[Saved data entries]
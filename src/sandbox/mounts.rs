//! Mount list, staging and relocation.
//!
//! Mounts are first made under `<rootfs>/.distrobuilder/<index>` while still
//! outside the chroot, then moved to their final targets from inside it, so
//! symlinked targets such as `/etc/resolv.conf` resolve against the image
//! rather than the host.

use anyhow::{Context, Result};
use std::collections::VecDeque;
use std::ffi::OsString;
use std::fs::{self, OpenOptions};
use std::os::unix::fs::DirBuilderExt;
use std::path::{Component, Path, PathBuf};

use super::sys;

/// Holding directory for staged mounts, relative to the rootfs.
pub const STAGING_DIR: &str = ".distrobuilder";

/// Symlink hops followed while resolving a mount target.
const MAX_SYMLINK_HOPS: usize = 40;

#[derive(Debug, Clone, PartialEq, Eq)]
pub struct MountSpec {
    pub source: String,
    /// Absolute path inside the sandbox.
    pub target: PathBuf,
    pub fs_type: String,
    pub flags: sys::c_ulong,
    pub data: String,
    /// Mount point is a directory (false for bind-mounted files and devices).
    pub is_dir: bool,
}

impl MountSpec {
    pub fn filesystem(fs_type: &str, source: &str, target: &str, data: &str) -> Self {
        Self {
            source: source.to_string(),
            target: PathBuf::from(target),
            fs_type: fs_type.to_string(),
            flags: 0,
            data: data.to_string(),
            is_dir: true,
        }
    }

    pub fn tmpfs(target: &str, data: &str) -> Self {
        Self::filesystem("tmpfs", "tmpfs", target, data)
    }

    /// Bind a single host file or device node onto a file inside the sandbox.
    pub fn bind_file(source: impl AsRef<Path>, target: impl AsRef<Path>) -> Self {
        Self {
            source: source.as_ref().to_string_lossy().into_owned(),
            target: target.as_ref().to_path_buf(),
            fs_type: String::new(),
            flags: sys::MS_BIND,
            data: String::new(),
            is_dir: false,
        }
    }
}

/// Fixed system mounts, in mount order.
pub fn system_mounts() -> Vec<MountSpec> {
    vec![
        MountSpec::filesystem("proc", "proc", "/proc", ""),
        MountSpec::filesystem("sysfs", "sysfs", "/sys", ""),
        MountSpec::tmpfs("/run", ""),
        MountSpec::tmpfs("/tmp", ""),
        MountSpec::tmpfs("/dev", "mode=0755"),
        MountSpec::tmpfs("/dev/shm", ""),
        MountSpec::filesystem(
            "devpts",
            "devpts",
            "/dev/pts",
            "newinstance,ptmxmode=0666,mode=0620",
        ),
        MountSpec::bind_file("/etc/resolv.conf", "/etc/resolv.conf"),
    ]
}

/// System mounts followed by `extra`, dropping file binds whose host source is
/// missing.
pub fn mount_plan(extra: &[MountSpec]) -> Vec<MountSpec> {
    system_mounts()
        .into_iter()
        .chain(extra.iter().cloned())
        .filter(|m| {
            let keep = m.is_dir || m.flags & sys::MS_BIND == 0 || Path::new(&m.source).exists();
            if !keep {
                tracing::warn!(source = %m.source, "bind source missing, skipping mount");
            }
            keep
        })
        .collect()
}

pub fn staging_path(rootfs: &Path, index: usize) -> PathBuf {
    rootfs.join(STAGING_DIR).join(index.to_string())
}

/// Mount every entry at its staging path under `rootfs`.
pub fn stage(rootfs: &Path, mounts: &[MountSpec]) -> Result<()> {
    fs::DirBuilder::new()
        .recursive(true)
        .mode(0o700)
        .create(rootfs.join(STAGING_DIR))
        .with_context(|| format!("Failed to create staging directory in '{}'", rootfs.display()))?;

    for (index, mount) in mounts.iter().enumerate() {
        let holding = staging_path(rootfs, index);
        create_mount_point(&holding, mount.is_dir)?;
        sys::mount(&mount.source, &holding, &mount.fs_type, mount.flags, &mount.data)
            .with_context(|| {
                format!(
                    "Failed to mount '{}' for '{}'",
                    mount.source,
                    mount.target.display()
                )
            })?;
    }

    Ok(())
}

/// Move staged mounts into place. `root` is the sandbox root as seen by the
/// current process, `/` once inside the chroot.
pub fn relocate(root: &Path, mounts: &[MountSpec]) -> Result<()> {
    for (index, mount) in mounts.iter().enumerate() {
        let holding = staging_path(root, index);
        let target = resolve_target(root, &mount.target);
        create_mount_point(&target, mount.is_dir)?;
        sys::mount(&holding.to_string_lossy(), &target, "", sys::MS_MOVE, "").with_context(
            || format!("Failed to move mount into '{}'", mount.target.display()),
        )?;
    }

    let staging = root.join(STAGING_DIR);
    fs::remove_dir_all(&staging)
        .with_context(|| format!("Failed to remove '{}'", staging.display()))
}

fn create_mount_point(path: &Path, is_dir: bool) -> Result<()> {
    if is_dir {
        fs::create_dir_all(path)
            .with_context(|| format!("Failed to create mount point '{}'", path.display()))?;
        return Ok(());
    }

    if let Some(parent) = path.parent() {
        fs::create_dir_all(parent)
            .with_context(|| format!("Failed to create '{}'", parent.display()))?;
    }
    OpenOptions::new()
        .write(true)
        .create(true)
        .open(path)
        .with_context(|| format!("Failed to create mount point '{}'", path.display()))?;
    Ok(())
}

enum Step {
    Parent,
    Name(OsString),
}

fn steps(path: &Path) -> impl Iterator<Item = Step> + '_ {
    path.components().filter_map(|c| match c {
        Component::ParentDir => Some(Step::Parent),
        Component::Normal(name) => Some(Step::Name(name.to_os_string())),
        _ => None,
    })
}

/// Resolve `target` against `root`, following symlinks in every component
/// without ever escaping `root`.
///
/// Missing components are taken literally. Absolute link targets restart at
/// `root`; relative ones continue from the link's directory.
pub fn resolve_target(root: &Path, target: &Path) -> PathBuf {
    let mut resolved = PathBuf::new();
    let mut pending: VecDeque<Step> = steps(target).collect();
    let mut hops = 0;

    while let Some(step) = pending.pop_front() {
        let name = match step {
            Step::Parent => {
                resolved.pop();
                continue;
            }
            Step::Name(name) => name,
        };

        let candidate = resolved.join(&name);
        let on_disk = root.join(&candidate);

        let is_link = fs::symlink_metadata(&on_disk)
            .map(|m| m.file_type().is_symlink())
            .unwrap_or(false);
        if !is_link || hops >= MAX_SYMLINK_HOPS {
            resolved = candidate;
            continue;
        }

        let Ok(link) = fs::read_link(&on_disk) else {
            resolved = candidate;
            continue;
        };
        hops += 1;

        if link.is_absolute() {
            resolved = PathBuf::new();
        }
        for step in steps(&link).collect::<Vec<_>>().into_iter().rev() {
            pending.push_front(step);
        }
    }

    root.join(resolved)
}

#[cfg(test)]
mod tests {
    use super::*;
    use std::os::unix::fs::symlink;
    use tempfile::TempDir;

    #[test]
    fn test_system_mount_order() {
        let targets: Vec<_> = system_mounts()
            .iter()
            .map(|m| m.target.to_string_lossy().into_owned())
            .collect();
        assert_eq!(
            targets,
            [
                "/proc",
                "/sys",
                "/run",
                "/tmp",
                "/dev",
                "/dev/shm",
                "/dev/pts",
                "/etc/resolv.conf"
            ]
        );
        let resolv = system_mounts().pop().unwrap();
        assert!(!resolv.is_dir);
        assert_eq!(resolv.flags, sys::MS_BIND);
    }

    #[test]
    fn test_mount_plan_appends_extras_and_skips_missing_binds() {
        let extra = vec![
            MountSpec::bind_file("/nonexistent/loop0p2", "/dev/loop0p2"),
            MountSpec::filesystem("vfat", "/dev/loop0p1", "/boot/efi", ""),
        ];
        let plan = mount_plan(&extra);
        assert_eq!(plan.last().unwrap().target, PathBuf::from("/boot/efi"));
        assert!(plan.iter().all(|m| m.source != "/nonexistent/loop0p2"));
        assert_eq!(plan[0].target, PathBuf::from("/proc"));
    }

    #[test]
    fn test_staging_path() {
        assert_eq!(
            staging_path(Path::new("/build/rootfs"), 3),
            PathBuf::from("/build/rootfs/.distrobuilder/3")
        );
    }

    #[test]
    fn test_resolve_plain_path() {
        let root = TempDir::new().unwrap();
        assert_eq!(
            resolve_target(root.path(), Path::new("/proc")),
            root.path().join("proc")
        );
    }

    #[test]
    fn test_resolve_relative_file_link() {
        let root = TempDir::new().unwrap();
        fs::create_dir_all(root.path().join("etc")).unwrap();
        symlink(
            "../run/systemd/resolve/stub-resolv.conf",
            root.path().join("etc/resolv.conf"),
        )
        .unwrap();

        assert_eq!(
            resolve_target(root.path(), Path::new("/etc/resolv.conf")),
            root.path().join("run/systemd/resolve/stub-resolv.conf")
        );
    }

    #[test]
    fn test_resolve_absolute_link_stays_in_root() {
        let root = TempDir::new().unwrap();
        fs::create_dir_all(root.path().join("dev")).unwrap();
        symlink("/run/shm", root.path().join("dev/shm")).unwrap();

        assert_eq!(
            resolve_target(root.path(), Path::new("/dev/shm")),
            root.path().join("run/shm")
        );
    }

    #[test]
    fn test_resolve_linked_parent_directory() {
        let root = TempDir::new().unwrap();
        fs::create_dir_all(root.path().join("usr/lib")).unwrap();
        symlink("usr/lib", root.path().join("lib")).unwrap();

        assert_eq!(
            resolve_target(root.path(), Path::new("/lib/modules")),
            root.path().join("usr/lib/modules")
        );
    }

    #[test]
    fn test_resolve_cannot_escape_root() {
        let root = TempDir::new().unwrap();
        symlink("../../../../etc", root.path().join("etc")).unwrap();

        assert_eq!(
            resolve_target(root.path(), Path::new("/etc/resolv.conf")),
            root.path().join("etc/resolv.conf")
        );
    }

    #[test]
    fn test_resolve_symlink_loop_terminates() {
        let root = TempDir::new().unwrap();
        symlink("b", root.path().join("a")).unwrap();
        symlink("a", root.path().join("b")).unwrap();

        let resolved = resolve_target(root.path(), Path::new("/a"));
        assert!(resolved.starts_with(root.path()));
    }
}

* **WHAT YOU WILL DO**
Show all of the lines above in which "flags" is present.

* **RESPONSE FOR THIS EXERCISE**
    pub flags: sys::c_ulong,
            flags: 0,
            flags: sys::MS_BIND,
            let keep = m.is_dir || m.flags & sys::MS_BIND == 0 || Path::new(&m.source).exists();
        sys::mount(&mount.source, &holding, &mount.fs_type, mount.flags, &mount.data)
        assert_eq!(resolv.flags, sys::MS_BIND);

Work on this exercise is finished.